On any sort of logical basis, coal would appear to be a good L-T value. However, it is part a coal story and part another story. The general market is roughly 35% overvalued (Q ratio, regression to the mean, trailing 10 year P/E, historical scatter graphs, etc.). However, the most important factor affecting valuations is inflation. Inflation is likely to head higher. http://fintrend.com/wp-content/uploads/2011/11/Moore_Inflation_Predictor5.jpg Also, S&P 500 earnings are going to drop too. Then throw in Europe, and sovereign debt generally in the Euro Zone, UK, USA, Japan, and perhaps even China. As most assets classes decline in value (some metals may hold value) people are going to feel poorer (which will be true) and spend less. This downward affect on assets generally is likely to bring very low valuations. In this environment, coal is likely to go lower. I would certainly suggest letting the dust settle for a month or two. Then I think consolidation will start to occur in coal. Let's put this another way. In 2007-2008-2009 we had a financial crash. We are probably going to have another financial crash, only this time caused by sovereign debt events. Also, the mining industry generally is cheap. RIO for example is a reasonable alternative investment relative to BTU. Don't try to catch a falling knife. Watch this for the next several weeks, and then perhaps if it goes lower it will be a good time to move into substantial coal positions. I like and own BTU, although only a small position. I too an thinking about buying more. But there will be plenty of time to do so IMO.

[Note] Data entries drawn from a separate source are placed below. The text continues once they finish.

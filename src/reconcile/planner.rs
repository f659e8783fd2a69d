//! 窗口排序规划
//!
//! 输入窗口当前标签页，输出把非固定标签页整理到目标顺序所需的移动操作。
//!
//! 当前序列与目标序列是同一组标签页的两个排列。取「目标位置」序列的最长递增子序列作为
//! 不动的元素，其余元素在目标序列中按连续段分组，每段一次移动：插入到目标中紧随其后的
//! 元素之前（该元素必然不动），没有后继则放到末尾。插入位置基于已模拟本轮先前所有移动的
//! 工作副本计算，因此各移动的目标位置不依赖宿主的实际执行顺序。

use std::collections::{HashMap, HashSet};

use crate::core::PlanError;
use crate::reconcile::TabComparator;
use crate::tabs::{MoveOperation, Tab, TabId, WindowId};

/// 单个窗口的规划结果
#[derive(Debug, Clone, PartialEq, Eq)]
pub struct WindowPlan {
    pub window_id: WindowId,
    pub pinned_count: usize,
    pub moves: Vec<MoveOperation>,
}

impl WindowPlan {
    pub fn is_noop(&self) -> bool {
        self.moves.is_empty()
    }
}

pub fn plan_window(window_id: WindowId, tabs: &[Tab], comparator: &TabComparator) -> Result<WindowPlan, PlanError> {
    let mut tabs = tabs.to_vec();
    tabs.sort_by_key(|t| t.index);

    let mut seen = HashSet::with_capacity(tabs.len());
    for t in &tabs {
        if !seen.insert(t.id) {
            return Err(PlanError::DuplicateTab(t.id));
        }
    }

    let (pinned, mut unpinned): (Vec<Tab>, Vec<Tab>) = tabs.into_iter().partition(|t| t.pinned);
    let pinned_count = pinned.len();
    let original: Vec<TabId> = unpinned.iter().map(|t| t.id).collect();
    comparator.sort(&mut unpinned);
    let target: Vec<TabId> = unpinned.iter().map(|t| t.id).collect();

    let moves = if original == target {
        Vec::new()
    } else {
        diff_moves(window_id, pinned_count, &original, &target)?
    };
    Ok(WindowPlan {
        window_id,
        pinned_count,
        moves,
    })
}

/// 计算把 original 变为 target 的移动序列（两者须为同一组 ID 的排列）
pub fn diff_moves(
    window_id: WindowId,
    pinned_count: usize,
    original: &[TabId],
    target: &[TabId],
) -> Result<Vec<MoveOperation>, PlanError> {
    if original.len() != target.len() {
        return Err(PlanError::MultisetMismatch);
    }
    let target_pos: HashMap<TabId, usize> = target.iter().enumerate().map(|(i, id)| (*id, i)).collect();
    let positions = original
        .iter()
        .map(|id| target_pos.get(id).copied())
        .collect::<Option<Vec<usize>>>()
        .ok_or(PlanError::MultisetMismatch)?;
    if target_pos.len() != target.len() {
        return Err(PlanError::MultisetMismatch);
    }

    let kept: HashSet<TabId> = longest_increasing(&positions)
        .into_iter()
        .map(|i| original[i])
        .collect();

    let mut working = original.to_vec();
    let mut moves = Vec::new();
    for (run, successor) in relocated_runs(target, &kept) {
        let first = working
            .iter()
            .position(|id| *id == run[0])
            .ok_or(PlanError::MultisetMismatch)?;
        let contiguous = working.get(first..first + run.len()) == Some(run);

        let members: HashSet<TabId> = run.iter().copied().collect();
        working.retain(|id| !members.contains(id));
        let at = match successor {
            Some(next) => working
                .iter()
                .position(|id| *id == next)
                .ok_or(PlanError::MultisetMismatch)?,
            None => working.len(),
        };
        working.splice(at..at, run.iter().copied());

        // 已经连续且就位：不发出空操作
        if contiguous && first == at {
            continue;
        }
        moves.push(MoveOperation {
            window_id,
            tab_ids: run.to_vec(),
            index: pinned_count + at,
        });
    }

    if working != target {
        return Err(PlanError::Diverged);
    }
    Ok(moves)
}

/// 把一次移动作用到非固定标签页序列上（与宿主语义一致），用于模拟与校验
pub fn apply_move(sequence: &mut Vec<TabId>, op: &MoveOperation, pinned_count: usize) {
    let members: HashSet<TabId> = op.tab_ids.iter().copied().collect();
    sequence.retain(|id| !members.contains(id));
    let at = op.index.saturating_sub(pinned_count).min(sequence.len());
    sequence.splice(at..at, op.tab_ids.iter().copied());
}

/// target 中由非 kept 元素组成的极大连续段，及各段在 target 中的后继
fn relocated_runs<'a>(target: &'a [TabId], kept: &HashSet<TabId>) -> Vec<(&'a [TabId], Option<TabId>)> {
    let mut runs = Vec::new();
    let mut start = None;
    for (i, id) in target.iter().enumerate() {
        match (kept.contains(id), start) {
            (false, None) => start = Some(i),
            (true, Some(s)) => {
                runs.push((&target[s..i], Some(*id)));
                start = None;
            }
            _ => {}
        }
    }
    if let Some(s) = start {
        runs.push((&target[s..], None));
    }
    runs
}

/// 最长递增子序列的下标（升序）
///
/// 从右向左扫描，`starts[k]` 记录长度为 k+1 的递增子序列中值最大的起点。
fn longest_increasing(values: &[usize]) -> Vec<usize> {
    let n = values.len();
    let mut starts: Vec<usize> = Vec::new();
    let mut next: Vec<Option<usize>> = vec![None; n];
    for i in (0..n).rev() {
        let v = values[i];
        let len = starts.partition_point(|&s| values[s] > v);
        next[i] = len.checked_sub(1).map(|k| starts[k]);
        if len == starts.len() {
            starts.push(i);
        } else {
            starts[len] = i;
        }
    }

    let mut chain = Vec::with_capacity(starts.len());
    let mut cur = starts.last().copied();
    while let Some(i) = cur {
        chain.push(i);
        cur = next[i];
    }
    chain
}

#[cfg(test)]
mod tests {
    use super::*;
    use crate::order::{OrderIndex, SortOrder};
    use crate::tabs::IndexTabMatcher;
    use std::sync::Arc;

    const W: WindowId = WindowId(1);

    fn comparator(order: &[&str]) -> TabComparator {
        TabComparator::new(
            Arc::new(OrderIndex::new(&SortOrder::new(order.iter().copied()))),
            IndexTabMatcher::default(),
        )
    }

    /// (id, container, pinned, is_index) → 按给定顺序编号的窗口快照
    fn window(specs: &[(u64, &str, bool, bool)]) -> Vec<Tab> {
        specs
            .iter()
            .enumerate()
            .map(|(i, (id, c, pinned, is_index))| {
                let url = if *is_index {
                    format!("moz-extension://ext/index-tab/index.html?container={c}")
                } else {
                    format!("https://example.com/{id}")
                };
                let mut t = Tab::new(*id, W, *c, url);
                t.pinned = *pinned;
                t.index = i;
                t
            })
            .collect()
    }

    fn ids(v: &[u64]) -> Vec<TabId> {
        v.iter().map(|i| TabId(*i)).collect()
    }

    fn simulate(tabs: &[Tab], plan: &WindowPlan) -> Vec<TabId> {
        let mut seq: Vec<TabId> = tabs.iter().filter(|t| !t.pinned).map(|t| t.id).collect();
        for op in &plan.moves {
            apply_move(&mut seq, op, plan.pinned_count);
        }
        seq
    }

    #[test]
    fn reorders_by_container() {
        // C1, A1, B1 with order [A, B, C]
        let tabs = window(&[(3, "C", false, false), (1, "A", false, false), (2, "B", false, false)]);
        let plan = plan_window(W, &tabs, &comparator(&["A", "B", "C"])).unwrap();
        assert_eq!(plan.moves.len(), 1);
        assert_eq!(simulate(&tabs, &plan), ids(&[1, 2, 3]));
    }

    #[test]
    fn index_tab_moves_before_its_group() {
        let tabs = window(&[(1, "A", false, false), (9, "A", false, true)]);
        let plan = plan_window(W, &tabs, &comparator(&["A"])).unwrap();
        assert_eq!(
            plan.moves,
            vec![MoveOperation { window_id: W, tab_ids: ids(&[9]), index: 0 }]
        );
    }

    #[test]
    fn pinned_prefix_offsets_indices() {
        let tabs = window(&[(100, "B", true, false), (2, "B", false, false), (1, "A", false, false)]);
        let plan = plan_window(W, &tabs, &comparator(&["A", "B"])).unwrap();
        assert_eq!(plan.pinned_count, 1);
        assert_eq!(
            plan.moves,
            vec![MoveOperation { window_id: W, tab_ids: ids(&[1]), index: 1 }]
        );
    }

    #[test]
    fn pinned_tabs_never_move() {
        let tabs = window(&[
            (100, "Z", true, false),
            (101, "A", true, false),
            (3, "B", false, false),
            (1, "A", false, false),
            (2, "Z", false, false),
        ]);
        let plan = plan_window(W, &tabs, &comparator(&["A", "B"])).unwrap();
        for op in &plan.moves {
            assert!(!op.tab_ids.contains(&TabId(100)) && !op.tab_ids.contains(&TabId(101)));
            assert!(op.index >= 2);
        }
        assert_eq!(simulate(&tabs, &plan), ids(&[1, 3, 2]));
    }

    #[test]
    fn empty_and_all_pinned_windows_plan_nothing() {
        let cmp = comparator(&["A"]);
        assert!(plan_window(W, &[], &cmp).unwrap().is_noop());
        let tabs = window(&[(1, "B", true, false), (2, "A", true, false)]);
        assert!(plan_window(W, &tabs, &cmp).unwrap().is_noop());
    }

    #[test]
    fn sorted_window_is_noop() {
        let tabs = window(&[(5, "A", false, true), (1, "A", false, false), (2, "B", false, false), (3, "B", false, false)]);
        assert!(plan_window(W, &tabs, &comparator(&["A", "B"])).unwrap().is_noop());
    }

    #[test]
    fn relocated_block_moves_as_one_run() {
        // B B B A A A → A-run moves once in front
        let tabs = window(&[
            (1, "B", false, false),
            (2, "B", false, false),
            (3, "B", false, false),
            (4, "A", false, false),
            (5, "A", false, false),
            (6, "A", false, false),
        ]);
        let plan = plan_window(W, &tabs, &comparator(&["A", "B"])).unwrap();
        assert_eq!(plan.moves.len(), 1);
        assert_eq!(plan.moves[0].tab_ids.len(), 3);
        assert_eq!(simulate(&tabs, &plan), ids(&[4, 5, 6, 1, 2, 3]));
    }

    #[test]
    fn forward_move_does_not_double_count_run_length() {
        // A-run sits ahead of B-run it must follow
        let original = ids(&[1, 2, 3, 4, 5]);
        let target = ids(&[3, 4, 5, 1, 2]);
        let moves = diff_moves(W, 0, &original, &target).unwrap();
        assert_eq!(moves, vec![MoveOperation { window_id: W, tab_ids: ids(&[1, 2]), index: 3 }]);
    }

    #[test]
    fn converges_for_many_permutations() {
        let containers = ["A", "B", "C", "D"];
        let cmp = comparator(&["C", "A", "D"]);
        let mut seed: u64 = 0x9e37_79b9_7f4a_7c15;
        for round in 0..200 {
            let n = (round % 12) + 1;
            let specs: Vec<(u64, &str, bool, bool)> = (0..n as u64)
                .map(|id| {
                    seed = seed.wrapping_mul(6364136223846793005).wrapping_add(1442695040888963407);
                    let c = containers[(seed >> 33) as usize % containers.len()];
                    let pinned = (seed >> 40) % 7 == 0;
                    let is_index = (seed >> 45) % 5 == 0;
                    (id, c, pinned, is_index)
                })
                .collect();
            let tabs = window(&specs);
            let plan = plan_window(W, &tabs, &cmp).unwrap();
            let after = simulate(&tabs, &plan);

            // 重新编号后再规划一次应为空
            let mut next: Vec<Tab> = tabs.iter().filter(|t| t.pinned).cloned().collect();
            for id in &after {
                next.push(tabs.iter().find(|t| t.id == *id).unwrap().clone());
            }
            for (i, t) in next.iter_mut().enumerate() {
                t.index = i;
            }
            assert!(plan_window(W, &next, &cmp).unwrap().is_noop(), "round {round}");
        }
    }

    #[test]
    fn duplicate_tab_is_an_invariant_violation() {
        let mut tabs = window(&[(1, "A", false, false), (2, "B", false, false)]);
        tabs[1].id = TabId(1);
        assert_eq!(
            plan_window(W, &tabs, &comparator(&[])).unwrap_err(),
            PlanError::DuplicateTab(TabId(1))
        );
    }

    #[test]
    fn mismatched_sequences_are_rejected() {
        assert_eq!(
            diff_moves(W, 0, &ids(&[1, 2]), &ids(&[2, 3])).unwrap_err(),
            PlanError::MultisetMismatch
        );
    }

    #[test]
    fn longest_increasing_prefers_leftmost() {
        let mut lis = longest_increasing(&[1, 0]);
        lis.sort();
        assert_eq!(lis, vec![0]);
        let mut lis = longest_increasing(&[2, 0, 1]);
        lis.sort();
        assert_eq!(lis, vec![1, 2]);
    }
}
//! 标签页快照、移动操作与宿主 API 抽象
//!
//! - **host**: TabHost trait（窗口枚举、标签页查询、批量移动）与宿主事件
//! - **index_tab**: 索引标签页 URL 识别
//! - **memory**: 进程内宿主实现（测试与演示用）

pub mod host;
pub mod index_tab;
pub mod memory;

use std::fmt;

use serde::{Deserialize, Serialize};

use crate::order::ContainerId;

pub use host::{HostEvent, TabHost};
pub use index_tab::IndexTabMatcher;
pub use memory::MemoryTabHost;

/// 宿主分配的标签页 ID
#[derive(Clone, Copy, PartialEq, Eq, Hash, PartialOrd, Ord, Debug, Serialize, Deserialize)]
pub struct TabId(pub u64);

impl fmt::Display for TabId {
    fn fmt(&self, f: &mut fmt::Formatter<'_>) -> fmt::Result {
        write!(f, "{}", self.0)
    }
}

/// 宿主分配的窗口 ID
#[derive(Clone, Copy, PartialEq, Eq, Hash, PartialOrd, Ord, Debug, Serialize, Deserialize)]
pub struct WindowId(pub u64);

impl fmt::Display for WindowId {
    fn fmt(&self, f: &mut fmt::Formatter<'_>) -> fmt::Result {
        write!(f, "{}", self.0)
    }
}

/// 单个标签页的只读快照；每轮整理都重新从宿主获取
#[derive(Clone, Debug, PartialEq, Eq, Serialize, Deserialize)]
pub struct Tab {
    pub id: TabId,
    pub window_id: WindowId,
    /// 在窗口中的绝对位置（含固定标签页）
    pub index: usize,
    pub container: ContainerId,
    pub pinned: bool,
    pub url: String,
}

impl Tab {
    pub fn new(id: u64, window_id: WindowId, container: impl Into<ContainerId>, url: impl Into<String>) -> Self {
        Self {
            id: TabId(id),
            window_id,
            index: 0,
            container: container.into(),
            pinned: false,
            url: url.into(),
        }
    }

    pub fn pinned(mut self) -> Self {
        self.pinned = true;
        self
    }
}

/// 把一段连续的标签页（保持内部顺序）移到窗口内的目标位置
///
/// `index` 是移动完成后这段标签页首个元素所在的绝对位置（已含固定标签页前缀）。
#[derive(Clone, Debug, PartialEq, Eq, Serialize, Deserialize)]
pub struct MoveOperation {
    pub window_id: WindowId,
    pub tab_ids: Vec<TabId>,
    pub index: usize,
}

Although I agree with your statement that coal will go lower, I disagree with your reasons.
The fast track to nat gas and other forms of energy in the US will send coal lower for awhile. US coal companies will be leaner. A lot will depend on US coal's finding markets elsewhere in the world and transport costs and new coal exploration elsewhere will factor into their viability.
I still believe that clean coal needs to and will become an alternative to present day processing. There is too much available coal to waste. Unfortunately the tidal wave forcing US coal into near extinction is finding its way into every headline about energy policy and nat gas is the new 'golden boy'.
There are murmurings about ecological damage regarding fracking that perhaps is possibly being hushed by several different interests.
The developing world is exploding and it won't stop. After several years of double digit growth it is taking a breath but 7-8% isn't a bad number.